### The problem
Your output must match the records below character for character.

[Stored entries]
▼
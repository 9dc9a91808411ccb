//! Nedsampling og fartskorrigering av løypetelemetri fra sykkel- og løpekonkurranser.
//!
//! En ferdig registrert, tidsordnet punktserie reduseres til maks 80 aggregerte
//! punkter (tidsbøtter), og isolerte fartsspikes dempes mot naboene.

pub mod activity;
pub mod aggregate;
pub mod api;
pub mod bucket;
pub mod config;
pub mod error;
pub mod geo;
pub mod metrics;
pub mod models;
pub mod outlier;
pub mod sampler;
pub mod storage;

#[cfg(feature = "python")]
mod py;

pub use activity::{Activity, Cycling, Running};
pub use api::{downsample_json, downsample_json_observed};
pub use config::{ActivityKind, ConfigOverrides, SamplingConfig};
pub use error::{ApiError, ConfigError};
pub use geo::{haversine_m, path_distance_m};
pub use metrics::Metrics;
pub use models::{
    CyclingPoint, CyclingSample, RunningPoint, RunningSample, SampleBase, TrackFix,
};
pub use outlier::{correct_speed_outliers, damp_speed_spikes};
pub use sampler::{
    downsample, downsample_cycling, downsample_observed, downsample_running,
    downsample_with_report, SampleReport,
};
pub use storage::{load_config, save_config};
// core/src/config.rs
use std::fmt;
use std::str::FromStr;

use serde::{Deserialize, Serialize};

use crate::error::ConfigError;

/// Maks antall punkter i en nedsamplet serie.
pub const MAX_SAMPLES: usize = 80;
/// Minste tidsspenn (s) i en bøtte før deling, unngår /0 ved like tidsstempler.
pub const MIN_SPAN_S: f64 = 1e-4;
/// m/s -> km/t
pub const MS_TO_KMH: f64 = 3.6;

pub const CYCLING_SPEED_CEILING_KMH: f64 = 100.0;
pub const RUNNING_SPEED_CEILING_KMH: f64 = 36.0;
pub const CYCLING_OUTLIER_FLOOR_KMH: f64 = 50.0;
pub const RUNNING_OUTLIER_FLOOR_KMH: f64 = 15.0;

/// Midtpunkt må være > SPIKE_RATIO × største nabo for å dempes.
pub const SPIKE_RATIO: f64 = 3.0;
/// Visningsskala for kumulative tråkk-/stegtall. Brukes likt på
/// enkeltpunkt- og bøttestien for begge sporter.
pub const COUNT_SCALE: f64 = 20.0;

#[derive(Debug, Clone, Copy, PartialEq, Eq, Hash, Serialize, Deserialize)]
#[serde(rename_all = "lowercase")]
pub enum ActivityKind {
    Cycling,
    Running,
}

impl ActivityKind {
    pub fn as_str(self) -> &'static str {
        match self {
            ActivityKind::Cycling => "cycling",
            ActivityKind::Running => "running",
        }
    }

    pub fn default_config(self) -> SamplingConfig {
        match self {
            ActivityKind::Cycling => SamplingConfig::cycling(),
            ActivityKind::Running => SamplingConfig::running(),
        }
    }
}

impl fmt::Display for ActivityKind {
    fn fmt(&self, f: &mut fmt::Formatter<'_>) -> fmt::Result {
        f.write_str(self.as_str())
    }
}

impl FromStr for ActivityKind {
    type Err = ConfigError;

    fn from_str(s: &str) -> Result<Self, Self::Err> {
        match s.trim().to_lowercase().as_str() {
            "cycling" | "ride" | "bike" => Ok(ActivityKind::Cycling),
            "running" | "run" => Ok(ActivityKind::Running),
            other => Err(ConfigError::UnknownActivity(other.to_string())),
        }
    }
}

/// Tallkonstanter for én sport.
#[derive(Debug, Clone, Copy, PartialEq, Serialize, Deserialize)]
pub struct SamplingConfig {
    pub max_samples: usize,
    pub speed_ceiling_kmh: f64,
    pub outlier_floor_kmh: f64,
    pub spike_ratio: f64,
    pub count_scale: f64,
}

impl SamplingConfig {
    pub fn cycling() -> Self {
        Self {
            max_samples: MAX_SAMPLES,
            speed_ceiling_kmh: CYCLING_SPEED_CEILING_KMH,
            outlier_floor_kmh: CYCLING_OUTLIER_FLOOR_KMH,
            spike_ratio: SPIKE_RATIO,
            count_scale: COUNT_SCALE,
        }
    }

    pub fn running() -> Self {
        Self {
            max_samples: MAX_SAMPLES,
            speed_ceiling_kmh: RUNNING_SPEED_CEILING_KMH,
            outlier_floor_kmh: RUNNING_OUTLIER_FLOOR_KMH,
            spike_ratio: SPIKE_RATIO,
            count_scale: COUNT_SCALE,
        }
    }

    pub fn validate(&self) -> Result<(), ConfigError> {
        if self.max_samples == 0 {
            return Err(invalid("max_samples", "must be at least 1"));
        }
        if !(self.speed_ceiling_kmh.is_finite() && self.speed_ceiling_kmh > 0.0) {
            return Err(invalid("speed_ceiling_kmh", "must be finite and > 0"));
        }
        if !(self.outlier_floor_kmh.is_finite() && self.outlier_floor_kmh >= 0.0) {
            return Err(invalid("outlier_floor_kmh", "must be finite and >= 0"));
        }
        if !(self.spike_ratio.is_finite() && self.spike_ratio > 0.0) {
            return Err(invalid("spike_ratio", "must be finite and > 0"));
        }
        if !(self.count_scale.is_finite() && self.count_scale > 0.0) {
            return Err(invalid("count_scale", "must be finite and > 0"));
        }
        Ok(())
    }
}

fn invalid(field: &'static str, reason: &str) -> ConfigError {
    ConfigError::Invalid { field, reason: reason.to_string() }
}

/// Delvis konfig fra JSON; manglende felt arver fra sportens preset.
#[derive(Debug, Clone, Copy, Default, PartialEq, Serialize, Deserialize)]
#[serde(deny_unknown_fields)]
pub struct ConfigOverrides {
    #[serde(default, alias = "k", alias = "max_buckets")]
    pub max_samples: Option<usize>,
    #[serde(default, alias = "speed_ceiling")]
    pub speed_ceiling_kmh: Option<f64>,
    #[serde(default, alias = "outlier_floor")]
    pub outlier_floor_kmh: Option<f64>,
    #[serde(default)]
    pub spike_ratio: Option<f64>,
    #[serde(default)]
    pub count_scale: Option<f64>,
}

impl ConfigOverrides {
    pub fn apply(self, base: SamplingConfig) -> SamplingConfig {
        SamplingConfig {
            max_samples: self.max_samples.unwrap_or(base.max_samples),
            speed_ceiling_kmh: self.speed_ceiling_kmh.unwrap_or(base.speed_ceiling_kmh),
            outlier_floor_kmh: self.outlier_floor_kmh.unwrap_or(base.outlier_floor_kmh),
            spike_ratio: self.spike_ratio.unwrap_or(base.spike_ratio),
            count_scale: self.count_scale.unwrap_or(base.count_scale),
        }
    }
}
▲
### Solution for this problem
repository 9dc9a91808411ccb
//! Nedsampling og fartskorrigering av løypetelemetri fra sykkel- og løpekonkurranser.
//!
//! En ferdig registrert, tidsordnet punktserie reduseres til maks 80 aggregerte
//! punkter (tidsbøtter), og isolerte fartsspikes dempes mot naboene.

pub mod activity;
pub mod aggregate;
pub mod api;
pub mod bucket;
pub mod config;
pub mod error;
pub mod geo;
pub mod metrics;
pub mod models;
pub mod outlier;
pub mod sampler;
pub mod storage;

#[cfg(feature = "python")]
mod py;

pub use activity::{Activity, Cycling, Running};
pub use api::{downsample_json, downsample_json_observed};
pub use config::{ActivityKind, ConfigOverrides, SamplingConfig};
pub use error::{ApiError, ConfigError};
pub use geo::{haversine_m, path_distance_m};
pub use metrics::Metrics;
pub use models::{
    CyclingPoint, CyclingSample, RunningPoint, RunningSample, SampleBase, TrackFix,
};
pub use outlier::{correct_speed_outliers, damp_speed_spikes};
pub use sampler::{
    downsample, downsample_cycling, downsample_observed, downsample_running,
    downsample_with_report, SampleReport,
};
pub use storage::{load_config, save_config};
// core/src/config.rs
use std::fmt;
use std::str::FromStr;

use serde::{Deserialize, Serialize};

use crate::error::ConfigError;

/// Maks antall punkter i en nedsamplet serie.
pub const MAX_SAMPLES: usize = 80;
/// Minste tidsspenn (s) i en bøtte før deling, unngår /0 ved like tidsstempler.
pub const MIN_SPAN_S: f64 = 1e-4;
/// m/s -> km/t
pub const MS_TO_KMH: f64 = 3.6;

pub const CYCLING_SPEED_CEILING_KMH: f64 = 100.0;
pub const RUNNING_SPEED_CEILING_KMH: f64 = 36.0;
pub const CYCLING_OUTLIER_FLOOR_KMH: f64 = 50.0;
pub const RUNNING_OUTLIER_FLOOR_KMH: f64 = 15.0;

/// Midtpunkt må være > SPIKE_RATIO × største nabo for å dempes.
pub const SPIKE_RATIO: f64 = 3.0;
/// Visningsskala for kumulative tråkk-/stegtall. Brukes likt på
/// enkeltpunkt- og bøttestien for begge sporter.
pub const COUNT_SCALE: f64 = 20.0;

#[derive(Debug, Clone, Copy, PartialEq, Eq, Hash, Serialize, Deserialize)]
#[serde(rename_all = "lowercase")]
pub enum ActivityKind {
    Cycling,
    Running,
}

impl ActivityKind {
    pub fn as_str(self) -> &'static str {
        match self {
            ActivityKind::Cycling => "cycling",
            ActivityKind::Running => "running",
        }
    }

    pub fn default_config(self) -> SamplingConfig {
        match self {
            ActivityKind::Cycling => SamplingConfig::cycling(),
            ActivityKind::Running => SamplingConfig::running(),
        }
    }
}

impl fmt::Display for ActivityKind {
    fn fmt(&self, f: &mut fmt::Formatter<'_>) -> fmt::Result {
        f.write_str(self.as_str())
    }
}

impl FromStr for ActivityKind {
    type Err = ConfigError;

    fn from_str(s: &str) -> Result<Self, Self::Err> {
        match s.trim().to_lowercase().as_str() {
            "cycling" | "ride" | "bike" => Ok(ActivityKind::Cycling),
            "running" | "run" => Ok(ActivityKind::Running),
            other => Err(ConfigError::UnknownActivity(other.to_string())),
        }
    }
}

/// Tallkonstanter for én sport.
#[derive(Debug, Clone, Copy, PartialEq, Serialize, Deserialize)]
pub struct SamplingConfig {
    pub max_samples: usize,
    pub speed_ceiling_kmh: f64,
    pub outlier_floor_kmh: f64,
    pub spike_ratio: f64,
    pub count_scale: f64,
}

impl SamplingConfig {
    pub fn cycling() -> Self {
        Self {
            max_samples: MAX_SAMPLES,
            speed_ceiling_kmh: CYCLING_SPEED_CEILING_KMH,
            outlier_floor_kmh: CYCLING_OUTLIER_FLOOR_KMH,
            spike_ratio: SPIKE_RATIO,
            count_scale: COUNT_SCALE,
        }
    }

    pub fn running() -> Self {
        Self {
            max_samples: MAX_SAMPLES,
            speed_ceiling_kmh: RUNNING_SPEED_CEILING_KMH,
            outlier_floor_kmh: RUNNING_OUTLIER_FLOOR_KMH,
            spike_ratio: SPIKE_RATIO,
            count_scale: COUNT_SCALE,
        }
    }

    pub fn validate(&self) -> Result<(), ConfigError> {
        if self.max_samples == 0 {
            return Err(invalid("max_samples", "must be at least 1"));
        }
        if !(self.speed_ceiling_kmh.is_finite() && self.speed_ceiling_kmh > 0.0) {
            return Err(invalid("speed_ceiling_kmh", "must be finite and > 0"));
        }
        if !(self.outlier_floor_kmh.is_finite() && self.outlier_floor_kmh >= 0.0) {
            return Err(invalid("outlier_floor_kmh", "must be finite and >= 0"));
        }
        if !(self.spike_ratio.is_finite() && self.spike_ratio > 0.0) {
            return Err(invalid("spike_ratio", "must be finite and > 0"));
        }
        if !(self.count_scale.is_finite() && self.count_scale > 0.0) {
            return Err(invalid("count_scale", "must be finite and > 0"));
        }
        Ok(())
    }
}

fn invalid(field: &'static str, reason: &str) -> ConfigError {
    ConfigError::Invalid { field, reason: reason.to_string() }
}

/// Delvis konfig fra JSON; manglende felt arver fra sportens preset.
#[derive(Debug, Clone, Copy, Default, PartialEq, Serialize, Deserialize)]
#[serde(deny_unknown_fields)]
pub struct ConfigOverrides {
    #[serde(default, alias = "k", alias = "max_buckets")]
    pub max_samples: Option<usize>,
    #[serde(default, alias = "speed_ceiling")]
    pub speed_ceiling_kmh: Option<f64>,
    #[serde(default, alias = "outlier_floor")]
    pub outlier_floor_kmh: Option<f64>,
    #[serde(default)]
    pub spike_ratio: Option<f64>,
    #[serde(default)]
    pub count_scale: Option<f64>,
}

impl ConfigOverrides {
    pub fn apply(self, base: SamplingConfig) -> SamplingConfig {
        SamplingConfig {
            max_samples: self.max_samples.unwrap_or(base.max_samples),
            speed_ceiling_kmh: self.speed_ceiling_kmh.unwrap_or(base.speed_ceiling_kmh),
            outlier_floor_kmh: self.outlier_floor_kmh.unwrap_or(base.outlier_floor_kmh),
            spike_ratio: self.spike_ratio.unwrap_or(base.spike_ratio),
            count_scale: self.count_scale.unwrap_or(base.count_scale),
        }
    }
}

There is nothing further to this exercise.